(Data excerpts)
..............................
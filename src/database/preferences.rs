// ABOUTME: Preference Store database operations
// ABOUTME: Reads and upserts the single cooking-preference record per user

use super::users::parse_timestamp;
use super::Database;
use crate::errors::{AppError, AppResult};
use crate::models::Preference;
use chrono::Utc;
use serde::{Deserialize, Serialize};
use sqlx::Row;
use uuid::Uuid;

/// Full set of preference fields. Partial updates are not supported; callers
/// resend all four fields on every write.
#[derive(Debug, Clone, Serialize, Deserialize)]
pub struct PreferenceUpdate {
    /// Preferred maximum cooking time in minutes
    pub cooking_time_minutes: i64,
    /// Self-reported skill level
    pub skill_level: String,
    /// Default serving size
    pub serving_size: i64,
    /// Whether the user meal-preps
    pub meal_prep: bool,
}

impl Database {
    /// Create the preferences table
    pub(super) async fn migrate_preferences(&self) -> AppResult<()> {
        sqlx::query(
            r"
            CREATE TABLE IF NOT EXISTS preferences (
                user_id TEXT PRIMARY KEY REFERENCES users(id) ON DELETE CASCADE,
                cooking_time_minutes INTEGER NOT NULL,
                skill_level TEXT NOT NULL,
                serving_size INTEGER NOT NULL,
                meal_prep BOOLEAN NOT NULL,
                updated_at TEXT NOT NULL
            )
            ",
        )
        .execute(self.pool())
        .await?;

        Ok(())
    }

    /// Get the preference record for a user. Absence is a normal first-time
    /// state, not an error.
    ///
    /// # Errors
    ///
    /// Returns an error if the store fails.
    pub async fn get_preferences(&self, user_id: Uuid) -> AppResult<Option<Preference>> {
        let row = sqlx::query(
            r"
            SELECT user_id, cooking_time_minutes, skill_level, serving_size, meal_prep, updated_at
            FROM preferences
            WHERE user_id = $1
            ",
        )
        .bind(user_id.to_string())
        .fetch_optional(self.pool())
        .await
        .map_err(|e| AppError::database(format!("Failed to get preferences: {e}")))?;

        row.map(|r| {
            let updated_at: String = r.try_get("updated_at")?;
            Ok(Preference {
                user_id,
                cooking_time_minutes: r.try_get("cooking_time_minutes")?,
                skill_level: r.try_get("skill_level")?,
                serving_size: r.try_get("serving_size")?,
                meal_prep: r.try_get("meal_prep")?,
                updated_at: parse_timestamp(&updated_at)?,
            })
        })
        .transpose()
    }

    /// Upsert the preference record for a user: create if absent, otherwise
    /// overwrite all four fields. The user-key primary key guarantees exactly
    /// one record per user.
    ///
    /// # Errors
    ///
    /// Returns an error if the store fails.
    pub async fn upsert_preferences(
        &self,
        user_id: Uuid,
        update: &PreferenceUpdate,
    ) -> AppResult<Preference> {
        let now = Utc::now();

        sqlx::query(
            r"
            INSERT INTO preferences (user_id, cooking_time_minutes, skill_level, serving_size, meal_prep, updated_at)
            VALUES ($1, $2, $3, $4, $5, $6)
            ON CONFLICT(user_id) DO UPDATE SET
                cooking_time_minutes = excluded.cooking_time_minutes,
                skill_level = excluded.skill_level,
                serving_size = excluded.serving_size,
                meal_prep = excluded.meal_prep,
                updated_at = excluded.updated_at
            ",
        )
        .bind(user_id.to_string())
        .bind(update.cooking_time_minutes)
        .bind(&update.skill_level)
        .bind(update.serving_size)
        .bind(update.meal_prep)
        .bind(now.to_rfc3339())
        .execute(self.pool())
        .await
        .map_err(|e| AppError::database(format!("Failed to upsert preferences: {e}")))?;

        Ok(Preference {
            user_id,
            cooking_time_minutes: update.cooking_time_minutes,
            skill_level: update.skill_level.clone(),
            serving_size: update.serving_size,
            meal_prep: update.meal_prep,
            updated_at: now,
        })
    }
}
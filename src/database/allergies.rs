// ABOUTME: Allergy Set Manager database operations
// ABOUTME: Replace-all allergy updates with transactional swap and canonical ingredient upsert

use super::Database;
use crate::errors::{AppError, AppResult};
use crate::models::{Allergy, Ingredient, Severity};
use futures_util::future::try_join_all;
use serde::{Deserialize, Serialize};
use sqlx::Row;
use uuid::Uuid;

/// Default category for ingredients auto-created during allergy writes
const DEFAULT_INGREDIENT_CATEGORY: &str = "other";

/// One submitted allergy entry. Ingredient names are free text; they are
/// canonicalized (trimmed, lowercased) and auto-created if unseen.
#[derive(Debug, Clone, Serialize, Deserialize)]
pub struct AllergyEntry {
    /// Free-text ingredient name
    pub ingredient_name: String,
    /// Severity of the allergy
    pub severity: Severity,
}

impl Database {
    /// Create ingredient and allergy tables
    pub(super) async fn migrate_allergies(&self) -> AppResult<()> {
        sqlx::query(
            r"
            CREATE TABLE IF NOT EXISTS ingredients (
                id TEXT PRIMARY KEY,
                name TEXT UNIQUE NOT NULL,
                category TEXT NOT NULL DEFAULT 'other'
            )
            ",
        )
        .execute(self.pool())
        .await?;

        sqlx::query(
            r"
            CREATE TABLE IF NOT EXISTS allergies (
                id TEXT PRIMARY KEY,
                user_id TEXT NOT NULL REFERENCES users(id) ON DELETE CASCADE,
                ingredient_id TEXT NOT NULL REFERENCES ingredients(id),
                severity TEXT NOT NULL CHECK (severity IN ('mild', 'moderate', 'severe'))
            )
            ",
        )
        .execute(self.pool())
        .await?;

        sqlx::query("CREATE INDEX IF NOT EXISTS idx_allergies_user_id ON allergies(user_id)")
            .execute(self.pool())
            .await?;

        Ok(())
    }

    /// List a user's allergies joined with their canonical ingredients
    ///
    /// # Errors
    ///
    /// Returns an error if the store fails.
    pub async fn list_allergies(&self, user_id: Uuid) -> AppResult<Vec<Allergy>> {
        let rows = sqlx::query(
            r"
            SELECT a.id, a.severity, i.id AS ingredient_id, i.name, i.category
            FROM allergies a
            JOIN ingredients i ON i.id = a.ingredient_id
            WHERE a.user_id = $1
            ORDER BY i.name ASC
            ",
        )
        .bind(user_id.to_string())
        .fetch_all(self.pool())
        .await
        .map_err(|e| AppError::database(format!("Failed to list allergies: {e}")))?;

        rows.iter()
            .map(|row| {
                let id: String = row.try_get("id")?;
                let ingredient_id: String = row.try_get("ingredient_id")?;
                let severity: String = row.try_get("severity")?;
                Ok(Allergy {
                    id: parse_id(&id)?,
                    user_id,
                    ingredient: Ingredient {
                        id: parse_id(&ingredient_id)?,
                        name: row.try_get("name")?,
                        category: row.try_get("category")?,
                    },
                    severity: Severity::parse(&severity),
                })
            })
            .collect()
    }

    /// Replace a user's entire allergy set.
    ///
    /// Ingredient resolution fans out concurrently across entries (no
    /// ordering guarantee between entries); the swap itself runs inside one
    /// transaction, so a failed replacement leaves the prior set intact and
    /// readers never observe a transiently empty set.
    ///
    /// # Errors
    ///
    /// Returns an error if any entry has an empty ingredient name or any
    /// store operation fails; no partial replacement is committed.
    pub async fn replace_allergies(
        &self,
        user_id: Uuid,
        entries: &[AllergyEntry],
    ) -> AppResult<Vec<Allergy>> {
        // Canonicalize up front so a bad entry fails before any write
        let canonical: Vec<(String, Severity)> = entries
            .iter()
            .map(|entry| {
                let name = canonicalize_ingredient_name(&entry.ingredient_name);
                if name.is_empty() {
                    return Err(AppError::invalid_input("Ingredient name must not be empty"));
                }
                Ok((name, entry.severity))
            })
            .collect::<AppResult<_>>()?;

        let ingredients = try_join_all(
            canonical
                .iter()
                .map(|(name, _)| self.upsert_ingredient(name)),
        )
        .await?;

        let mut tx = self
            .pool()
            .begin()
            .await
            .map_err(|e| AppError::database(format!("Failed to begin transaction: {e}")))?;

        sqlx::query("DELETE FROM allergies WHERE user_id = $1")
            .bind(user_id.to_string())
            .execute(&mut *tx)
            .await
            .map_err(|e| AppError::database(format!("Failed to clear allergies: {e}")))?;

        let mut result = Vec::with_capacity(canonical.len());
        for ((_, severity), ingredient) in canonical.iter().zip(ingredients) {
            let allergy_id = Uuid::new_v4();
            sqlx::query(
                r"
                INSERT INTO allergies (id, user_id, ingredient_id, severity)
                VALUES ($1, $2, $3, $4)
                ",
            )
            .bind(allergy_id.to_string())
            .bind(user_id.to_string())
            .bind(ingredient.id.to_string())
            .bind(severity.as_str())
            .execute(&mut *tx)
            .await
            .map_err(|e| AppError::database(format!("Failed to create allergy: {e}")))?;

            result.push(Allergy {
                id: allergy_id,
                user_id,
                ingredient,
                severity: *severity,
            });
        }

        tx.commit()
            .await
            .map_err(|e| AppError::database(format!("Failed to commit allergy replacement: {e}")))?;

        Ok(result)
    }

    /// Upsert a canonical ingredient by its case-folded name, defaulting the
    /// category to "other" when newly created.
    ///
    /// # Errors
    ///
    /// Returns an error if the store fails.
    pub async fn upsert_ingredient(&self, canonical_name: &str) -> AppResult<Ingredient> {
        let row = sqlx::query(
            r"
            INSERT INTO ingredients (id, name, category)
            VALUES ($1, $2, $3)
            ON CONFLICT(name) DO UPDATE SET name = excluded.name
            RETURNING id, name, category
            ",
        )
        .bind(Uuid::new_v4().to_string())
        .bind(canonical_name)
        .bind(DEFAULT_INGREDIENT_CATEGORY)
        .fetch_one(self.pool())
        .await
        .map_err(|e| AppError::database(format!("Failed to upsert ingredient: {e}")))?;

        let id: String = row.try_get("id")?;
        Ok(Ingredient {
            id: parse_id(&id)?,
            name: row.try_get("name")?,
            category: row.try_get("category")?,
        })
    }
}

/// Case-fold a free-text ingredient name to its canonical form
#[must_use]
pub fn canonicalize_ingredient_name(name: &str) -> String {
    name.trim().to_lowercase()
}

pub(super) fn parse_id(raw: &str) -> AppResult<Uuid> {
    Uuid::parse_str(raw).map_err(|e| AppError::database(format!("Invalid id in store: {e}")))
}

#[cfg(test)]
mod tests {
    use super::*;

    #[test]
    fn test_canonicalize_ingredient_name() {
        assert_eq!(canonicalize_ingredient_name("  Peanuts "), "peanuts");
        assert_eq!(canonicalize_ingredient_name("SHELLFISH"), "shellfish");
        assert_eq!(canonicalize_ingredient_name("   "), "");
    }
}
..............................
- **What you should do**:
Among the lines above, show every one that contains the string "INTEGER".

- **Task solution**:
                cooking_time_minutes INTEGER NOT NULL,
                serving_size INTEGER NOT NULL,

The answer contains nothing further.